Cultivating Emotion


    This post is by guest author  Keith Bond. This article has been edited and published with the author's permission. We've promoted this post to feature status because it provides great value to the FineArtViews community. If you want your blog posts listed in the   FineArtViews newsletter with the possibility of being republished to our 75,000 subscribers, consider blogging with FASO Artist Websites. This author's views are entirely his own and may not always reflect the views of BoldBrush, Inc.





    In last week’s article, I embedded a video of Sharon Isbin performing a classical guitar piece. The point of the article was how technical ability and emotion are both critical in your art.  One without the other is not enough for truly great art.


    It’s easy to find lots of how-to’s to help develop the technical aspect. And of course, lots of practice is required.


    But what about the emotional aspect? How do you develop and cultivate emotion in your art?


    Here’s a list of some of the ways that work for me. Realize that a lot of practice is important here, too.


    Spend Time With Your Muse – Think of it as a relationship. Court your muse. The more time you give her, the more your muse will give you in return. Creativity begets creativity. Spend time creating. Have a regular date with your art.


    Spend Time With Your Subject – Know your subject intimately. If you paint landscapes, spend a lot of time in nature (or with whatever your subject is). Walk slowly. Observe, feel, respond. Smell the air. Smell the pines and sage. Explore. Contemplate. Discover the underlying rhythms of nature. Find metaphors in nature. Meditate. Do all this without your art supplies. Simply build a relationship with your subject. You will strengthen your feelings about it.



    Create Art With Your Subject in Front of You – Create from life as much as possible. If your muse speaks to you while you are standing on a river bank, why would you just take a photo to capture the scene and hope you can remember what your muse said later in the studio?


    Get Clear through Thumbnails – Before you begin a piece of art, draw several thumbnails. You will dig deeper into yourself and into your subject as you do. You will begin to become more aware of what you are responding to.


    Write – I find it helpful to write a few words while doing my thumbnails. I have also on occasion written my thoughts, feelings, and impressions while simply meditating in nature. Also, writing after the fact also helps solidify ideas and helps you become more aware of how you respond to your muse. It will strengthen your ability to identify those feelings in the future.


    Title Your Work Before You Begin – Sometimes simply giving the work a title before you begin helps you stay clearly focused on what you want to say.


    Develop Your Memory – As much as I advocate painting from life, there is a time and place for memory painting. Superficial details are forgotten and impressions and emotions are retained through memory. Let memory guide your work, and as a result you will have more emotion in your work.


    Create a Studio Environment Conducive to Getting Into the Zone – Create a safe haven in your studio free of distractions. Fill the space with things that promote introspection, creativity, memory, happiness, etc.

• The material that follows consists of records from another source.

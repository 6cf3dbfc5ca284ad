//! Keyword-driven brand and model inference from free-text listing titles.
//!
//! The rule table is configuration data (`config/brands.yaml`), not code:
//! adding a brand or model keyword must never require recompilation. The
//! built-in table carries only the keywords observed in real order data so
//! far, so inference is strictly best-effort.

use std::collections::HashSet;
use std::path::Path;

use serde::{Deserialize, Serialize};

use crate::ConfigError;

/// A model name matched by one or more lowercase title keywords.
#[derive(Debug, Clone, Serialize, Deserialize)]
pub struct ModelRule {
    pub name: String,
    pub keywords: Vec<String>,
}

/// A brand matched by one or more lowercase title keywords, with optional
/// per-model sub-rules.
#[derive(Debug, Clone, Serialize, Deserialize)]
pub struct BrandRule {
    pub brand: String,
    pub keywords: Vec<String>,
    #[serde(default)]
    pub models: Vec<ModelRule>,
}

/// Result of matching a title against the rule table.
#[derive(Debug, Clone, PartialEq, Eq)]
pub struct BrandMatch {
    pub brand: String,
    /// Empty when the brand matched but no model keyword did.
    pub model: String,
}

/// The ordered brand rule table. Earlier rules win.
#[derive(Debug, Clone, Serialize, Deserialize)]
pub struct BrandTable {
    pub rules: Vec<BrandRule>,
}

impl BrandTable {
    /// Returns the rule table shipped with the engine.
    ///
    /// Contains only keywords observed in real order titles; callers
    /// wanting broader coverage load an external table with
    /// [`load_brand_table`].
    #[must_use]
    pub fn builtin() -> Self {
        BrandTable {
            rules: vec![
                BrandRule {
                    brand: "Sonos".to_string(),
                    keywords: vec!["sonos".to_string()],
                    models: vec![
                        ModelRule {
                            name: "Play:5".to_string(),
                            keywords: vec!["play5".to_string(), "play:5".to_string()],
                        },
                        ModelRule {
                            name: "Play:1".to_string(),
                            keywords: vec!["play1".to_string(), "play:1".to_string()],
                        },
                        ModelRule {
                            name: "Beam".to_string(),
                            keywords: vec!["beam".to_string()],
                        },
                    ],
                },
                BrandRule {
                    brand: "Bose".to_string(),
                    keywords: vec!["bose".to_string()],
                    models: vec![ModelRule {
                        name: "SoundLink".to_string(),
                        keywords: vec!["soundlink".to_string()],
                    }],
                },
            ],
        }
    }

    /// Matches a free-text title against the table.
    ///
    /// The title is lowercased once; the first rule with any keyword
    /// contained in it wins, and within that rule the first model with a
    /// matching keyword wins. Returns `None` when no brand keyword matches.
    #[must_use]
    pub fn infer(&self, title: &str) -> Option<BrandMatch> {
        let lower = title.to_lowercase();

        for rule in &self.rules {
            if !rule.keywords.iter().any(|k| lower.contains(k.as_str())) {
                continue;
            }

            let model = rule
                .models
                .iter()
                .find(|m| m.keywords.iter().any(|k| lower.contains(k.as_str())))
                .map(|m| m.name.clone())
                .unwrap_or_default();

            return Some(BrandMatch {
                brand: rule.brand.clone(),
                model,
            });
        }

        None
    }
}

/// Load and validate a brand rule table from a YAML file.
///
/// # Errors
///
/// Returns `ConfigError` if the file cannot be read, parsed, or fails
/// validation.
pub fn load_brand_table(path: &Path) -> Result<BrandTable, ConfigError> {
    let content = std::fs::read_to_string(path).map_err(|e| ConfigError::BrandsFileIo {
        path: path.display().to_string(),
        source: e,
    })?;

    let table: BrandTable = serde_yaml::from_str(&content)?;

    validate_table(&table)?;

    Ok(table)
}

fn validate_table(table: &BrandTable) -> Result<(), ConfigError> {
    let mut seen_brands = HashSet::new();

    for rule in &table.rules {
        if rule.brand.trim().is_empty() {
            return Err(ConfigError::Validation(
                "brand name must be non-empty".to_string(),
            ));
        }

        if rule.keywords.is_empty() || rule.keywords.iter().any(|k| k.trim().is_empty()) {
            return Err(ConfigError::Validation(format!(
                "brand '{}' must have at least one non-empty keyword",
                rule.brand
            )));
        }

        let lower_brand = rule.brand.to_lowercase();
        if !seen_brands.insert(lower_brand) {
            return Err(ConfigError::Validation(format!(
                "duplicate brand: '{}'",
                rule.brand
            )));
        }

        for model in &rule.models {
            if model.name.trim().is_empty() {
                return Err(ConfigError::Validation(format!(
                    "brand '{}' has a model with an empty name",
                    rule.brand
                )));
            }
            if model.keywords.is_empty() {
                return Err(ConfigError::Validation(format!(
                    "model '{}' of brand '{}' has no keywords",
                    model.name, rule.brand
                )));
            }
        }
    }

    Ok(())
}

#[cfg(test)]
mod tests {
    use super::*;

    fn table_from_yaml(yaml: &str) -> BrandTable {
        serde_yaml::from_str(yaml).expect("test yaml must parse")
    }

    #[test]
    fn infer_matches_brand_and_model() {
        let table = BrandTable::builtin();
        let matched = table.infer("Sonos Play5 Speaker").expect("should match");
        assert_eq!(matched.brand, "Sonos");
        assert_eq!(matched.model, "Play:5");
    }

    #[test]
    fn infer_matches_brand_without_model() {
        let table = BrandTable::builtin();
        let matched = table.infer("SONOS wireless speaker").expect("should match");
        assert_eq!(matched.brand, "Sonos");
        assert_eq!(matched.model, "");
    }

    #[test]
    fn infer_is_case_insensitive() {
        let table = BrandTable::builtin();
        let matched = table.infer("sOnOs PLAY:5").expect("should match");
        assert_eq!(matched.model, "Play:5");
    }

    #[test]
    fn infer_returns_none_for_unknown_title() {
        let table = BrandTable::builtin();
        assert!(table.infer("Vintage ceramic mug").is_none());
    }

    #[test]
    fn infer_first_rule_wins() {
        let table = table_from_yaml(
            r"
rules:
  - brand: First
    keywords: [widget]
  - brand: Second
    keywords: [widget]
",
        );
        let matched = table.infer("blue widget").expect("should match");
        assert_eq!(matched.brand, "First");
    }

    #[test]
    fn validate_rejects_empty_brand_name() {
        let table = table_from_yaml(
            r"
rules:
  - brand: '  '
    keywords: [x]
",
        );
        let err = validate_table(&table).unwrap_err();
        assert!(matches!(err, ConfigError::Validation(_)));
    }

    #[test]
    fn validate_rejects_missing_keywords() {
        let table = table_from_yaml(
            r"
rules:
  - brand: Sonos
    keywords: []
",
        );
        assert!(validate_table(&table).is_err());
    }

    #[test]
    fn validate_rejects_duplicate_brands() {
        let table = table_from_yaml(
            r"
rules:
  - brand: Sonos
    keywords: [sonos]
  - brand: SONOS
    keywords: [speaker]
",
        );
        let err = validate_table(&table).unwrap_err();
        assert!(matches!(err, ConfigError::Validation(msg) if msg.contains("duplicate")));
    }

    #[test]
    fn validate_rejects_model_without_keywords() {
        let table = table_from_yaml(
            r"
rules:
  - brand: Sonos
    keywords: [sonos]
    models:
      - name: Beam
        keywords: []
",
        );
        assert!(validate_table(&table).is_err());
    }

    #[test]
    fn builtin_table_passes_validation() {
        assert!(validate_table(&BrandTable::builtin()).is_ok());
    }

    #[test]
    fn yaml_roundtrip_preserves_rules() {
        let table = BrandTable::builtin();
        let yaml = serde_yaml::to_string(&table).expect("serialization failed");
        let decoded: BrandTable = serde_yaml::from_str(&yaml).expect("deserialization failed");
        assert_eq!(decoded.rules.len(), table.rules.len());
        assert_eq!(decoded.rules[0].brand, "Sonos");
        assert_eq!(decoded.rules[0].models[0].name, "Play:5");
    }
}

    Identify Emotional Triggers – Find things that bring you back to meaningful memories or strong emotions. They could include music, smells, images, tastes, etc. Fill your studio with these.


    Develop Routines the Get You Into the Zone – Basketball players have routines at the free throw line. Golfers have routines for the critical putts. So do performers and boxers and many others. These routines aren’t just quirky habits. They are choreographed methods to get you to focus intently on what you are doing so that you can be at your peak performance. They are designed to get you into the zone.


    Use rituals, emotional triggers (see #9), arrangement of your colors on your palette, placement of easel in your studio, other routines, etc. to get you into the zone.  Do this each time you create.


    Meditate – Yes, I included meditation as part of spending time with your subject (#2). But spending time to meditate on the bigger questions in life, on family, on spirituality, etc. is also important. Your choice of subject and how you respond to it is in direct relation to who you are as an individual. Your beliefs, philosophies, personality, relationships, etc. all play an important role in shaping you. Pondering on these issues, though not directly related to your art, will strengthen your inner-self. Your art will benefit. Your creative muse comes from who you are holistically.


    Spend time developing your emotional voice, coupled with your technical development. If you do, your work will have much more meaning.


    Share what other things you do to cultivate and nurture your own emotional connection to your art...



    Best Wishes,


    Keith Bond





    Editor's Note:

    Today's post is an updated version from a few years ago, but we're republishing it again today because it's still a timely and a very relevant message. Enjoy!